In most cases, people would not notice much difference in their lifestyle. However, When a person feels tired more often, has shortness of breath, and has dizziness in his routine life, he may suffer from increased blood pressure. The person may feel anxiety and would sweat more in such cases.


Increased pressure in the arteries may tighten arteries, resulting in decreased blood flow from the heart to other human body organs. Having continuous and sudden hyperpiesis issues may end up having chest pain, which is said to be angina. An irregular heartbeat also develops the risk of congestive heart failure and sudden death. Also, it can harm other vital organs such as the liver and kidney.


Arterial hypertension is a chronic and complicated condition. The mismatch between the determinants of arterial blood pressure, namely minute cardiac output and total peripheral resistance, lies at the heart of its pathogenesis. Of course, both determinants are regulated by various parameters, including circulation volume, vascular characteristics, renal activity, salt consumption, and the neurohormonal system (in the foreground are mainly sympathetic activity, endothelin, nitric oxide, and the renin-angiotensin axis). -aldosterone ' Genetic predisposition, lifestyle, and pre-existing renal or hormonal illnesses (pheochromocytoma, Cushing's syndrome, etc.) all play a role in certain people. As a result, various processes (including vasoconstriction and vascular wall hypertrophy) result in increased cardiac output, total peripheral resistance, and, as a result, arterial blood pressure. Of course, this causes "damage to many organ systems" and pathological changes in their tissue structure. This process significantly contributes to the development of left ventricular hypertrophy and atherosclerosis, renal insufficiency, and so on.

Risk Factors

With the increase in age, a person is more prone to diagnose with hyperpiesis. Men are more likely to develop such conditions than women. The condition also depends upon the genetics of the person. A person having a family history is more prone to hyperpiesis. Having a bad-quality lifestyle is the biggest reason contributing to an unhealthy heart. Smoking, alcohol consumption, obesity, lack of sleep, exercise, and poor eating habits are bad-quality lifestyles.
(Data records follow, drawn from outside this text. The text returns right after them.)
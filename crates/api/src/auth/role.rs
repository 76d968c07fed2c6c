//! User roles
//!
//! Roles are stored as free text in the `users` table and inside token
//! claims. They are parsed into this enum once at the boundary,
//! case-insensitively (the data contains both "admin" and "Admin"), and
//! compared as the enum from then on.

/// Parsed user role. Anything other than the two known roles is carried
/// through verbatim in `Other` and grants no privileges.
#[derive(Debug, Clone, PartialEq, Eq)]
pub enum Role {
    Admin,
    Student,
    Other(String),
}

impl Role {
    /// Parse a raw role string, normalizing case and surrounding whitespace.
    pub fn parse(raw: &str) -> Self {
        match raw.trim().to_ascii_lowercase().as_str() {
            "admin" => Role::Admin,
            "student" => Role::Student,
            _ => Role::Other(raw.to_string()),
        }
    }

    /// Canonical string form, as written into token claims.
    pub fn as_str(&self) -> &str {
        match self {
            Role::Admin => "admin",
            Role::Student => "student",
            Role::Other(raw) => raw,
        }
    }

    pub fn is_admin(&self) -> bool {
        matches!(self, Role::Admin)
    }
}

#[cfg(test)]
mod tests {
    use super::*;

    #[test]
    fn test_parse_is_case_insensitive() {
        assert_eq!(Role::parse("admin"), Role::Admin);
        assert_eq!(Role::parse("Admin"), Role::Admin);
        assert_eq!(Role::parse("ADMIN"), Role::Admin);
        assert_eq!(Role::parse("Student"), Role::Student);
        assert_eq!(Role::parse("student"), Role::Student);
    }

    #[test]
    fn test_parse_trims_whitespace() {
        assert_eq!(Role::parse(" admin "), Role::Admin);
    }

    #[test]
    fn test_unknown_role_is_preserved_verbatim() {
        let role = Role::parse("Teaching-Assistant");
        assert_eq!(role, Role::Other("Teaching-Assistant".to_string()));
        assert_eq!(role.as_str(), "Teaching-Assistant");
        assert!(!role.is_admin());
    }

    #[test]
    fn test_only_admin_is_admin() {
        assert!(Role::Admin.is_admin());
        assert!(!Role::Student.is_admin());
        assert!(!Role::parse("administrator").is_admin());
    }

    #[test]
    fn test_canonical_form_is_lowercase() {
        assert_eq!(Role::parse("Admin").as_str(), "admin");
        assert_eq!(Role::parse("STUDENT").as_str(), "student");
    }
}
A stressful mind leads to a sudden increase or decrease in blood pressure; hence the body must practice meditation and yoga to limit the stress and to overthink.
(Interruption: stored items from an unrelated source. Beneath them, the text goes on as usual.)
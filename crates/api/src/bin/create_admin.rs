//! Seed or reset the administrator account.
//!
//! Idempotent: inserts the admin user if absent, otherwise resets its
//! password and role. Reads `ADMIN_EMAIL` and `ADMIN_PASSWORD` from the
//! environment alongside the usual database configuration.

use anyhow::Context;
use coursehub_api::auth::hash_password;
use coursehub_shared::{create_pool, run_migrations};
use tracing_subscriber::{layer::SubscriberExt, util::SubscriberInitExt};

#[tokio::main]
async fn main() -> anyhow::Result<()> {
    dotenvy::dotenv().ok();

    tracing_subscriber::registry()
        .with(
            tracing_subscriber::EnvFilter::try_from_default_env()
                .unwrap_or_else(|_| "info".into()),
        )
        .with(tracing_subscriber::fmt::layer())
        .init();

    let database_url = std::env::var("DATABASE_URL").context("DATABASE_URL must be set")?;
    let admin_email =
        std::env::var("ADMIN_EMAIL").unwrap_or_else(|_| "admin@sunbeam.com".to_string());
    let admin_password = std::env::var("ADMIN_PASSWORD").context("ADMIN_PASSWORD must be set")?;

    let pool = create_pool(&database_url).await?;
    run_migrations(&pool).await?;

    let digest = hash_password(&admin_password);

    sqlx::query(
        "INSERT INTO users (email, password, role) VALUES ($1, $2, 'admin') \
         ON CONFLICT (email) DO UPDATE SET password = EXCLUDED.password, role = 'admin'",
    )
    .bind(&admin_email)
    .bind(&digest)
    .execute(&pool)
    .await?;

    tracing::info!(email = %admin_email, "admin account ready");

    Ok(())
}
Hypertension or high blood pressure can be caused by a variety of circumstances, including

  • A stressful lifestyle, a sedentary lifestyle, obesity, bad eating habits, excessive salt intake, smoking, consuming significant amounts of alcohol, sleep deprivation, lack of exercise, and so on.

  • Diabetes, kidney disease, lupus, hormone imbalances, scleroderma, and other medical conditions

  • Steroids, contraceptive pills, antidepressants, recreational drugs, anti-inflammatory medications like ibuprofen, and so on. When the medications are stopped, the blood pressure returns to normal.


Basic lifestyle changes can be the first step in managing hyperpiesis. Regular physical exercise for at least an hour to maintain hormonal balance and continuous blood flow. Also, by exercising, one can avoid being obese. Running, sports, cycling, yoga, swimming, etc., are activities to keep the heart healthy. In a study, stress was found to be a major factor in contributing to mental and physical conditions. Hence stress management will greatly impact the treatment of the condition. Avoid the consumption of tobacco, alcohol, and smoking. Several medications, like channel blockers, beta-blockers, and indapamide, cure high blood pressure. Have a balanced and healthy diet, and limit the intake of salt, sugar, and spices. Eating vegetables, fruits, and protein-rich food.


Hence, every body organ must function well to have a better lifestyle. The heart, the most important organ of the human body, may have several issues that may even result in taking one's life. Looking after the blood pressure of the body is the most basic step for well being of the heart and the body. Changing one's lifestyle, making themself involved in self-caring activities, and avoiding bad habits is the first step in investing in your health.